The Director of the Department of Transportation is the County Executive’s designated member on the Transportation Planning Board with the Deputy Director of Transportation Policy, serving as the Alternate. Director's Office staff serves on the TPB Technical Committee and several subcommittees. The Department of Transportation Planning of the Metropolitan Washington Council of Governments (COG) provides staff support to the TPB.  The TPB's activities are closely coordinated with COG's programs for forecasting population and employment for the region, and with the air quality planning activities of the Metropolitan Washington Air Quality Committee.


Constrained Long Range Plan (CLRP) - responds to new federal requirements that funding sources be identified for all strategies and projects included in long-range plans. Updated at least every three years, the CLRP includes only those projects and strategies that can be implemented over the planning period with funds that are "reasonably expected to be available."

Transportation Improvement Program (TIP) - an accounting of projects that have federal funding and/or are of regional significance and shows how portions of the CLRP will be implemented over the first 6-years of the planning period.

Updating the CLRP and TIP - For each update cycle, the TPB issues a broad solicitation for proposals of projects and strategies to be included in the CLRP and TIP that will meet financial constraints and help to meet air quality and other goals.

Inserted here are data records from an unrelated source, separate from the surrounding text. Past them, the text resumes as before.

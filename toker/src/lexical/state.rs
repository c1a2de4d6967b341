//! Lexical states and their extraction rules
//!
//! Each state pulls exactly one raw token from the context's source. Which
//! state runs next depends only on the upcoming one or two characters.

use super::context::TokenContext;
use super::punctuation::PunctuationTable;
use crate::log_debug;
use crate::logging::codes;
use crate::source::CharacterSource;
use crate::tokens::{is_blank, is_word_char, TokenCategory};

#[derive(Debug, Clone, Copy, PartialEq, Eq, Hash)]
pub enum LexState {
    WhiteSpace,
    NewLine,
    AlphaNumeric,
    Punctuation,
    SingleLineComment,
    MultiLineComment,
    SingleQuote,
    DoubleQuote,
}

impl LexState {
    /// State for the characters at the front of `source`, or `None` at end of
    /// input. Looks one character ahead, two only after `/` or `@`.
    pub fn classify(source: &mut CharacterSource) -> Option<Self> {
        let first = source.peek(0)?;

        let state = if is_blank(first) {
            Self::WhiteSpace
        } else if first == '\n' {
            Self::NewLine
        } else if is_word_char(first) {
            Self::AlphaNumeric
        } else {
            match first {
                '/' => match source.peek(1) {
                    Some('/') => Self::SingleLineComment,
                    Some('*') => Self::MultiLineComment,
                    _ => Self::Punctuation,
                },
                '\'' => Self::SingleQuote,
                '"' => Self::DoubleQuote,
                '@' if source.peek(1) == Some('"') => Self::DoubleQuote,
                _ => Self::Punctuation,
            }
        };

        Some(state)
    }

    /// Category of the tokens this state produces
    pub fn category(&self) -> TokenCategory {
        match self {
            Self::WhiteSpace => TokenCategory::WhiteSpace,
            Self::NewLine => TokenCategory::NewLine,
            Self::AlphaNumeric => TokenCategory::AlphaNumeric,
            Self::Punctuation => TokenCategory::Punctuation,
            Self::SingleLineComment => TokenCategory::SingleLineComment,
            Self::MultiLineComment => TokenCategory::MultiLineComment,
            Self::SingleQuote => TokenCategory::SingleQuote,
            Self::DoubleQuote => TokenCategory::DoubleQuote,
        }
    }

    /// Consume one token from the context's source.
    ///
    /// The context must currently be in this state, so at least one character
    /// is available. If input ends inside a comment or literal, the partial
    /// lexeme is returned as-is.
    pub fn extract(self, context: &mut TokenContext) -> String {
        let source = &mut context.source;

        match self {
            Self::WhiteSpace => extract_run(source, is_blank),
            Self::NewLine => source.next().into_iter().collect(),
            Self::AlphaNumeric => extract_run(source, is_word_char),
            Self::SingleLineComment => extract_single_line_comment(source),
            Self::MultiLineComment => extract_multi_line_comment(source),
            Self::SingleQuote => extract_single_quote(source),
            Self::DoubleQuote => extract_double_quote(source),
            Self::Punctuation => extract_punctuation(source, &context.punctuation),
        }
    }
}

/// Whether the last character of `token` is escaped: an odd number of
/// backslashes directly before it
pub fn is_escaped(token: &str) -> bool {
    token
        .chars()
        .rev()
        .skip(1)
        .take_while(|&ch| ch == '\\')
        .count()
        % 2
        == 1
}

fn extract_run(source: &mut CharacterSource, accept: fn(char) -> bool) -> String {
    let mut token = String::new();
    token.extend(source.next());
    while source.peek(0).is_some_and(accept) {
        token.extend(source.next());
    }
    token
}

fn extract_single_line_comment(source: &mut CharacterSource) -> String {
    let mut token: String = source.by_ref().take(2).collect();
    while source.peek(0).is_some_and(|ch| ch != '\n') {
        token.extend(source.next());
    }
    token
}

fn extract_multi_line_comment(source: &mut CharacterSource) -> String {
    let mut token: String = source.by_ref().take(2).collect();
    let mut previous = None;

    for ch in source.by_ref() {
        token.push(ch);
        if previous == Some('*') && ch == '/' {
            return token;
        }
        previous = Some(ch);
    }

    truncated(LexState::MultiLineComment, token, source)
}

fn extract_single_quote(source: &mut CharacterSource) -> String {
    let mut token: String = source.next().into_iter().collect();

    for ch in source.by_ref() {
        token.push(ch);
        if ch == '\'' && !is_escaped(&token) {
            return token;
        }
    }

    truncated(LexState::SingleQuote, token, source)
}

fn extract_double_quote(source: &mut CharacterSource) -> String {
    let mut token: String = source.next().into_iter().collect();
    let verbatim = token.starts_with('@');
    if verbatim && source.peek(0) == Some('"') {
        token.extend(source.next());
    }

    // Backslashes do not escape inside a verbatim string
    for ch in source.by_ref() {
        token.push(ch);
        if ch == '"' && (verbatim || !is_escaped(&token)) {
            return token;
        }
    }

    truncated(LexState::DoubleQuote, token, source)
}

fn extract_punctuation(source: &mut CharacterSource, table: &PunctuationTable) -> String {
    if let (Some(first), Some(second)) = (source.peek(0), source.peek(1)) {
        let pair: String = [first, second].iter().collect();
        if table.is_two_char_token(&pair) {
            source.next();
            source.next();
            return pair;
        }
    }

    let mut token = String::new();
    token.extend(source.next());
    if table.is_one_char_token(&token) {
        return token;
    }

    while LexState::classify(source) == Some(LexState::Punctuation) {
        token.extend(source.next());
    }
    token
}

fn truncated(state: LexState, token: String, source: &CharacterSource) -> String {
    log_debug!(code = codes::lexical::TRUNCATED_LEXEME, "Input ended inside a lexeme",
        line = source.line_count(),
        "category" => state.category(),
        "chars" => token.chars().count()
    );
    token
}

#[cfg(test)]
mod tests {
    use super::*;

    fn source(text: &str) -> CharacterSource {
        let mut source = CharacterSource::new();
        source.open_text(text);
        source
    }

    fn context(text: &str) -> TokenContext {
        let mut context = TokenContext::new();
        context.open_text(text);
        context
    }

    /// Run the state that `text` starts in and return its token
    fn first_token(text: &str) -> (LexState, String) {
        let mut context = context(text);
        context.next_lexeme().unwrap()
    }

    #[test]
    fn test_classification_precedence() {
        assert_eq!(LexState::classify(&mut source(" x")), Some(LexState::WhiteSpace));
        assert_eq!(LexState::classify(&mut source("\tx")), Some(LexState::WhiteSpace));
        assert_eq!(LexState::classify(&mut source("\nx")), Some(LexState::NewLine));
        assert_eq!(LexState::classify(&mut source("_x")), Some(LexState::AlphaNumeric));
        assert_eq!(LexState::classify(&mut source("9")), Some(LexState::AlphaNumeric));
        assert_eq!(LexState::classify(&mut source("//")), Some(LexState::SingleLineComment));
        assert_eq!(LexState::classify(&mut source("/*")), Some(LexState::MultiLineComment));
        assert_eq!(LexState::classify(&mut source("'a'")), Some(LexState::SingleQuote));
        assert_eq!(LexState::classify(&mut source("\"a\"")), Some(LexState::DoubleQuote));
        assert_eq!(LexState::classify(&mut source("@\"a\"")), Some(LexState::DoubleQuote));
        assert_eq!(LexState::classify(&mut source("@x")), Some(LexState::Punctuation));
        assert_eq!(LexState::classify(&mut source("/")), Some(LexState::Punctuation));
        assert_eq!(LexState::classify(&mut source("")), None);
    }

    #[test]
    fn test_classify_reads_second_char_only_when_needed() {
        let mut src = source("ab");
        LexState::classify(&mut src);
        assert!(!src.end());

        let mut src = source("/b");
        LexState::classify(&mut src);
        assert!(src.end());
    }

    #[test]
    fn test_is_escaped() {
        assert!(!is_escaped("'"));
        assert!(!is_escaped("\"abc\""));
        assert!(is_escaped("'\\'"));
        assert!(!is_escaped("'\\\\'"));
        assert!(is_escaped("\"a\\\\\\\""));
    }

    #[test]
    fn test_whitespace_run_stops_at_newline() {
        assert_eq!(first_token(" \t \nx"), (LexState::WhiteSpace, " \t ".to_string()));
    }

    #[test]
    fn test_newline_is_single_char() {
        assert_eq!(first_token("\n\n"), (LexState::NewLine, "\n".to_string()));
    }

    #[test]
    fn test_alphanumeric_run() {
        assert_eq!(first_token("foo_1(x)"), (LexState::AlphaNumeric, "foo_1".to_string()));
    }

    #[test]
    fn test_single_line_comment_excludes_newline() {
        assert_eq!(
            first_token("// note here\nx"),
            (LexState::SingleLineComment, "// note here".to_string())
        );
        assert_eq!(first_token("//"), (LexState::SingleLineComment, "//".to_string()));
    }

    #[test]
    fn test_multi_line_comment() {
        assert_eq!(
            first_token("/* a\n * b */x"),
            (LexState::MultiLineComment, "/* a\n * b */".to_string())
        );
        // The opening star cannot also close the comment
        assert_eq!(
            first_token("/*/ x */"),
            (LexState::MultiLineComment, "/*/ x */".to_string())
        );
    }

    #[test]
    fn test_multi_line_comment_counts_lines() {
        let mut context = context("/* a\nb\n*/");
        context.next_lexeme();
        assert_eq!(context.line_count(), 3);
    }

    #[test]
    fn test_single_quote_escapes() {
        assert_eq!(first_token("'a' b"), (LexState::SingleQuote, "'a'".to_string()));
        assert_eq!(first_token("'\\''x"), (LexState::SingleQuote, "'\\''".to_string()));
        assert_eq!(first_token("'\\\\'x"), (LexState::SingleQuote, "'\\\\'".to_string()));
    }

    #[test]
    fn test_double_quote_escapes() {
        assert_eq!(
            first_token("\"say \\\"hi\\\"\";"),
            (LexState::DoubleQuote, "\"say \\\"hi\\\"\"".to_string())
        );
        assert_eq!(first_token("\"\""), (LexState::DoubleQuote, "\"\"".to_string()));
    }

    #[test]
    fn test_verbatim_string_ignores_backslash() {
        let mut context = context("@\"a\\\"b\"");
        let (state, token) = context.next_lexeme().unwrap();

        assert_eq!(state, LexState::DoubleQuote);
        assert_eq!(token, "@\"a\\\"");
        assert_eq!(context.next_lexeme().unwrap().1, "b");
    }

    #[test]
    fn test_truncated_lexemes_are_returned() {
        assert_eq!(first_token("\"abc"), (LexState::DoubleQuote, "\"abc".to_string()));
        assert_eq!(first_token("'a"), (LexState::SingleQuote, "'a".to_string()));
        assert_eq!(first_token("/* open"), (LexState::MultiLineComment, "/* open".to_string()));
        assert_eq!(first_token("\"a\\"), (LexState::DoubleQuote, "\"a\\".to_string()));
    }

    #[test]
    fn test_punctuation_prefers_two_char_tokens() {
        assert_eq!(first_token("::x"), (LexState::Punctuation, "::".to_string()));
        assert_eq!(first_token("+=1"), (LexState::Punctuation, "+=".to_string()));
        assert_eq!(first_token("<<<"), (LexState::Punctuation, "<<".to_string()));
    }

    #[test]
    fn test_punctuation_one_char_tokens() {
        assert_eq!(first_token(";;"), (LexState::Punctuation, ";".to_string()));
        assert_eq!(first_token("(x"), (LexState::Punctuation, "(".to_string()));
    }

    #[test]
    fn test_generic_punctuation_run() {
        assert_eq!(first_token("!=b"), (LexState::Punctuation, "!=".to_string()));
        assert_eq!(first_token("%^ x"), (LexState::Punctuation, "%^".to_string()));
        // A run stops before anything that opens a comment or literal
        assert_eq!(first_token("!//c"), (LexState::Punctuation, "!".to_string()));
        assert_eq!(first_token("!\"s\""), (LexState::Punctuation, "!".to_string()));
        assert_eq!(first_token("!@\"s\""), (LexState::Punctuation, "!".to_string()));
    }

    #[test]
    fn test_category_matches_classification() {
        for (text, state) in [
            (" ", LexState::WhiteSpace),
            ("\n", LexState::NewLine),
            ("x", LexState::AlphaNumeric),
            ("//", LexState::SingleLineComment),
            ("/**/", LexState::MultiLineComment),
            ("'a'", LexState::SingleQuote),
            ("\"a\"", LexState::DoubleQuote),
            ("+", LexState::Punctuation),
        ] {
            let (produced, token) = first_token(text);
            assert_eq!(produced, state);
            assert_eq!(crate::tokens::classify_token(&token), Some(state.category()));
        }
    }
}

Individual counties, municipalities, and state and federal agencies with the fiscal authority to fund transportation projects, as well as public groups and individuals, respond. After conducting a technical analysis and evaluation of the proposals and considering public comment, the TPB approves final versions of the regional CLRP and TIP for federal funding.

Individual Project Studies - Individual projects in the CLRP and TIP are often analyzed in more detail in corridor or sub-area studies. These studies are conducted by state and local agencies in cooperation with the TPB, and in accordance with federal procedures. These corridor and sub-area studies sometimes result in revisions to the individual project designs, which are incorporated by the TPB into subsequent updates to the CLRP and the TIP.

Conformity - Under the 1990 Clean Air Act Amendments, the U. S. Department of Transportation cannot fund, authorize, or approve Federal actions to support programs or projects which are not first found to conform to the Clean Air Act requirements. The Federal Highway Administration (FHWA) and the Federal Transit Administration (FTA) jointly make conformity determinations within air quality nonattainment and maintenance areas to ensure that Federal actions conform to the "purpose" of the State Implementation Plans (SIP).